(WORK TO BE COMPLETED) Copy every line of the data that contains the string "filename".

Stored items
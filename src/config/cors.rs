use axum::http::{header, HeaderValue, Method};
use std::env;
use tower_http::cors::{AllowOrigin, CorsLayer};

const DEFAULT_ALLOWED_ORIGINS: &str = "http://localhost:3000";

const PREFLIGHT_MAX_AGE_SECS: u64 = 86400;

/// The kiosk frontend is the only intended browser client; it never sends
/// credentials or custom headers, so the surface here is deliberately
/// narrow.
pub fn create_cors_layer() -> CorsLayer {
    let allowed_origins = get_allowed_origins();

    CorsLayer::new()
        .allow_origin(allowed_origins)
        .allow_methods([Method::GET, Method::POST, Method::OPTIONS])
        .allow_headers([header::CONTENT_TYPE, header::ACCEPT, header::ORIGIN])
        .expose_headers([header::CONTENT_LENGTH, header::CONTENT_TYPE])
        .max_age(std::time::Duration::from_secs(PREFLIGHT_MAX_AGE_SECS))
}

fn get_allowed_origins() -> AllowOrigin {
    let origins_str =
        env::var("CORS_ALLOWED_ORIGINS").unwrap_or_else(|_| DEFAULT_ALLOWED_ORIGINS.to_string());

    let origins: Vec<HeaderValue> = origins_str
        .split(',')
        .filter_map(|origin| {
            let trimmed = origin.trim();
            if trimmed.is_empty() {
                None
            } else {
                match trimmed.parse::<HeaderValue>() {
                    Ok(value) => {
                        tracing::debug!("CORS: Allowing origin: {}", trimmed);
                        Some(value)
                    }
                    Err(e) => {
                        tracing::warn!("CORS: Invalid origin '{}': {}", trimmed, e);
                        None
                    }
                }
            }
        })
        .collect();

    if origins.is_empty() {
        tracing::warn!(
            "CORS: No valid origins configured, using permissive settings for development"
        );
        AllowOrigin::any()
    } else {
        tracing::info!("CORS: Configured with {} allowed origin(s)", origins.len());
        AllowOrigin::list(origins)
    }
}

...

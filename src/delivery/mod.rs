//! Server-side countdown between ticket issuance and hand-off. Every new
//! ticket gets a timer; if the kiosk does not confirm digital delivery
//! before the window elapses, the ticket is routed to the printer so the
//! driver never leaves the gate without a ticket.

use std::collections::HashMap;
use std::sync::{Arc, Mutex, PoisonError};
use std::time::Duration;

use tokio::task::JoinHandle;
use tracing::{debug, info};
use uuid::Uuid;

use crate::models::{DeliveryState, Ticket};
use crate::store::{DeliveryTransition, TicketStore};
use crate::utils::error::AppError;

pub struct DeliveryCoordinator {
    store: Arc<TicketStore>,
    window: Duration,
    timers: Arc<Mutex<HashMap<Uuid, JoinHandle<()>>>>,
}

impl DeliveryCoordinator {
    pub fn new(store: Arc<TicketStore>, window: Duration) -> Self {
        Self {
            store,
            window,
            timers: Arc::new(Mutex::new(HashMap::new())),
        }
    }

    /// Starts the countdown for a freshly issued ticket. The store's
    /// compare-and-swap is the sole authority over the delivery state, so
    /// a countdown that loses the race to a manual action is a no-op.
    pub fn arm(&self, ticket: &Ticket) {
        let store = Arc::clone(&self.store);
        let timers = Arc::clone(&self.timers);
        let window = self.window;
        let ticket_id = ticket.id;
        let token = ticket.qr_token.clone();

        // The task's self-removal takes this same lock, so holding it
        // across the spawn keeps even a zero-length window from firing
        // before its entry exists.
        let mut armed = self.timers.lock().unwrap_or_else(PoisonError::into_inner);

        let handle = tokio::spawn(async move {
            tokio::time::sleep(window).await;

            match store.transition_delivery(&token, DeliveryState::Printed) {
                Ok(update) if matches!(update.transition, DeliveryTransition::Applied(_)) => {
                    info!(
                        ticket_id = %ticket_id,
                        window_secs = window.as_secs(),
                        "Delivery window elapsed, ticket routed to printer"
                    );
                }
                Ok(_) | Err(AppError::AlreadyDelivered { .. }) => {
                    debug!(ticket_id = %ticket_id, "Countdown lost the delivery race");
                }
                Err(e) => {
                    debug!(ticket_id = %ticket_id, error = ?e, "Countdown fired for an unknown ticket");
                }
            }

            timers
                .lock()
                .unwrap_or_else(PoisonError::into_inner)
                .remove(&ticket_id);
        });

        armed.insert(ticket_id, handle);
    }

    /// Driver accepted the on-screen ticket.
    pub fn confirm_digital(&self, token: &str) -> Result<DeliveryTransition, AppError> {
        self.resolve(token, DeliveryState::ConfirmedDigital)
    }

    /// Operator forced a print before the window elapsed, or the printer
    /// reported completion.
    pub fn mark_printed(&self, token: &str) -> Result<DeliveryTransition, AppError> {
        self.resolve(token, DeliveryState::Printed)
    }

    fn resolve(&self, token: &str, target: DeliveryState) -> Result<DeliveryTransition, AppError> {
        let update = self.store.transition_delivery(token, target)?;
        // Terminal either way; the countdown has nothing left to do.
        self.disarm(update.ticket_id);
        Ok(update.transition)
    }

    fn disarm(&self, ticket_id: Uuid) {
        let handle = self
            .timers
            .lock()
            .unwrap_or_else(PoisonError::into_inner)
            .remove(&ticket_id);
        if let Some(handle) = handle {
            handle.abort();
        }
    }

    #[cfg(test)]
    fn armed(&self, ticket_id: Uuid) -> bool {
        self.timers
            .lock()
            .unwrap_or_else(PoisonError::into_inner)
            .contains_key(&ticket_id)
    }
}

(EXERCISE OUTPUT)
filename src/config/cors.rs
filename src/delivery/mod.rs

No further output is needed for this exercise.